Un residente di Bamba, intervistato dall’agenzia di stampa Agence France Presse in condizioni di anonimato, ha riferito che alcuni uomini armati sono arrivati nei villaggi vicini, sulle loro motociclette, domenica 5 aprile, prima di radunarsi per l’attacco all’alba di lunedì. “Abbiamo visto 25 corpi sul posto”, ha dichiarato lintervistato, aggiungendo che i combattenti hanno distrutto il campo e rubato gran parte dell’equipaggiamento militare. “Nessun civile è stato ferito, è stata un’operazione contro la base”, ha specificato il residente.

L’esercito del Mali subisce ripetutamente pesanti perdite a causa delle offensive dei gruppi armati attivi nell’area del Sahel e legati alle organizzazioni terroristiche di al-Qaeda e dello Stato islamico. Lultimo attacco nel Paese risale al 19 marzo, quando sospetti militanti islamisti hanno condotto un attacco contro una base militare situata nel Nord-Est. L’attentato ha interessato, nello specifico, un accampamento militare situato a Tarkint, a circa 125 km a Nord della città settentrionale di Gao.

L’attacco di lunedì arriva a circa una settimana dalle elezioni parlamentari nazionali, le prime da almeno 7 anni. Il voto si è tenuto il 29 maggio e, nonostante la presenza di osservatori elettorali, non sono mancati gli episodi di violenza, come rapimenti, saccheggi e uccisioni. Il secondo turno elettorale è stato programmato per il 19 aprile.
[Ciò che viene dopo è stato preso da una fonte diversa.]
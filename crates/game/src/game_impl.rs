//! Implementation of the learner-facing `Game` trait.

use uttt_core::{Game, Result, Value};

use crate::lines::{win_lines, DEFAULT_DIM};
use crate::{observation, GameState, Move};

/// Ultimate tic-tac-toe on an N×N arrangement of N×N sub-boards.
#[derive(Clone, Copy, Debug, PartialEq, Eq)]
pub struct UltimateTicTacToe {
    dim: usize,
}

impl UltimateTicTacToe {
    /// # Errors
    /// Returns `UtttError::UnsupportedDimension` for an unsupported side.
    pub fn new(dim: usize) -> Result<Self> {
        win_lines(dim)?;
        Ok(Self { dim })
    }

    /// Board side N.
    pub fn dim(&self) -> usize {
        self.dim
    }

    fn area(&self) -> usize {
        self.dim * self.dim
    }
}

impl Default for UltimateTicTacToe {
    fn default() -> Self {
        Self { dim: DEFAULT_DIM }
    }
}

impl Game for UltimateTicTacToe {
    type State = GameState;
    type Action = Move;
    type Observation = Vec<f32>;

    fn initial_state(&self) -> GameState {
        GameState::new(self.dim).expect("dimension validated in constructor")
    }

    fn legal_actions(&self, state: &GameState) -> Vec<Move> {
        if state.is_terminal() {
            return Vec::new();
        }
        state.legal_moves().1
    }

    fn apply(&self, state: &GameState, action: Move) -> Result<GameState> {
        let mut next = state.clone();
        next.apply_move(action)?;
        Ok(next)
    }

    fn is_terminal(&self, state: &GameState) -> bool {
        state.is_terminal()
    }

    fn outcome(&self, state: &GameState) -> Option<f32> {
        if !state.is_terminal() {
            return None;
        }
        // The turn has already passed, so the mover is the opponent of
        // the player to move.
        let mover = state.current_player().opposite();
        Some(Value::from_winner(state.winner(), mover).get())
    }

    fn observe(&self, state: &GameState) -> Vec<f32> {
        observation::encode(state)
    }

    fn action_to_index(&self, action: Move) -> usize {
        action.board * self.area() + action.cell
    }

    fn index_to_action(&self, index: usize) -> Option<Move> {
        let area = self.area();
        if index < self.num_actions() {
            Some(Move::new(index / area, index % area))
        } else {
            None
        }
    }

    fn num_actions(&self) -> usize {
        self.area() * self.area()
    }
}

#[cfg(test)]
mod tests {
    use super::*;
    use uttt_core::{Player, UtttError};

    #[test]
    fn test_initial_state() {
        let game = UltimateTicTacToe::default();
        let state = game.initial_state();

        assert_eq!(state.current_player(), Player::X);
        assert_eq!(game.legal_actions(&state).len(), 81);
        assert!(!game.is_terminal(&state));
        assert_eq!(game.outcome(&state), None);
    }

    #[test]
    fn test_unsupported_dimension() {
        assert_eq!(
            UltimateTicTacToe::new(7).unwrap_err(),
            UtttError::UnsupportedDimension(7)
        );
    }

    #[test]
    fn test_apply_is_immutable() {
        let game = UltimateTicTacToe::default();
        let state = game.initial_state();

        let next = game.apply(&state, Move::new(2, 6)).unwrap();

        assert_eq!(state, game.initial_state());
        assert_eq!(next.sub_board(2)[6], Some(Player::X));
        assert!(game.apply(&next, Move::new(0, 0)).is_err());
    }

    #[test]
    fn test_outcome_for_winner() {
        let game = UltimateTicTacToe::default();
        let moves = [
            (0, 1), (1, 2), (2, 6), (6, 0), (0, 2), (2, 1), (1, 3), (3, 2),
            (2, 7), (7, 1), (1, 4), (4, 1), (1, 5), (5, 2), (2, 8), (8, 0), (0, 0),
        ];
        let mut state = game.initial_state();
        for (board, cell) in moves {
            state = game.apply(&state, Move::new(board, cell)).unwrap();
        }

        // X just moved and won.
        assert_eq!(game.outcome(&state), Some(1.0));
        assert!(game.legal_actions(&state).is_empty());
    }

    #[test]
    fn test_action_index_roundtrip() {
        let game = UltimateTicTacToe::new(4).unwrap();
        assert_eq!(game.num_actions(), 256);

        for index in 0..game.num_actions() {
            let action = game.index_to_action(index).unwrap();
            assert_eq!(game.action_to_index(action), index);
        }
        assert_eq!(game.index_to_action(256), None);
    }

    #[test]
    fn test_observe_matches_encoding() {
        let game = UltimateTicTacToe::default();
        let state = game.apply(&game.initial_state(), Move::new(4, 4)).unwrap();
        assert_eq!(game.observe(&state), observation::encode(&state));
    }
}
Il Mali è considerato uno dei Paesi più insicuri della regione del Sahel, l’area posta a Sud del Sahara. Eserciti e forze di polizia non hanno più il controllo in questa regione e ciò pone ulteriori pressioni sui governi locali e i loro partner internazionali, che hanno lottato a lungo per contenere la diffusione della minaccia terroristica in tutta l’Africa occidentale. Nell’area è stata inaugurata ufficialmente, il 29 marzo, una nuova task force, chiamata Takuba, per coordinare gli sforzi regionali nella lotta al terrorismo. La Francia, insieme ad altri 13 Paesi europei, collaborerà con gli eserciti del Mali e del Niger per assistere le forze locali nella lotta contro i gruppi armati, integrando le operazioni compiute dalla missione francese Barkhane e dalla forza congiunta del G5 Sahel, composta da truppe provenienti dal Burkina Faso, dal Ciad, dal Mali, dalla Mauritania e dal Niger. La nuova missione opererà nella regione di Liptako, un’area compresa tra il Burkina Faso, il Niger e il Mali, secondo quanto si apprende dalla dichiarazione. Liptako è nota per essere una roccaforte dei combattenti dell’Isis nella regione del Sahel.

Oltre allo Stato Islamico, in Mali sono attivi diversi gruppi estremisti violenti, di matrice islamista, come il suddetto Jama’at Nusrat al-Islam wal-Muslimin (JNIM), ma anche al-Qaeda nel Magreb islamico (AQIM), Ansar al-Dine (AAD), e il Macina Liberation Front. Questi operano perlopiù nelle zone aride del Mali centrale e settentrionale, utilizzandole come base da cui partire per lanciare attacchi contro soldati e civili attraverso il vicino Burkina Faso, il Niger e oltre.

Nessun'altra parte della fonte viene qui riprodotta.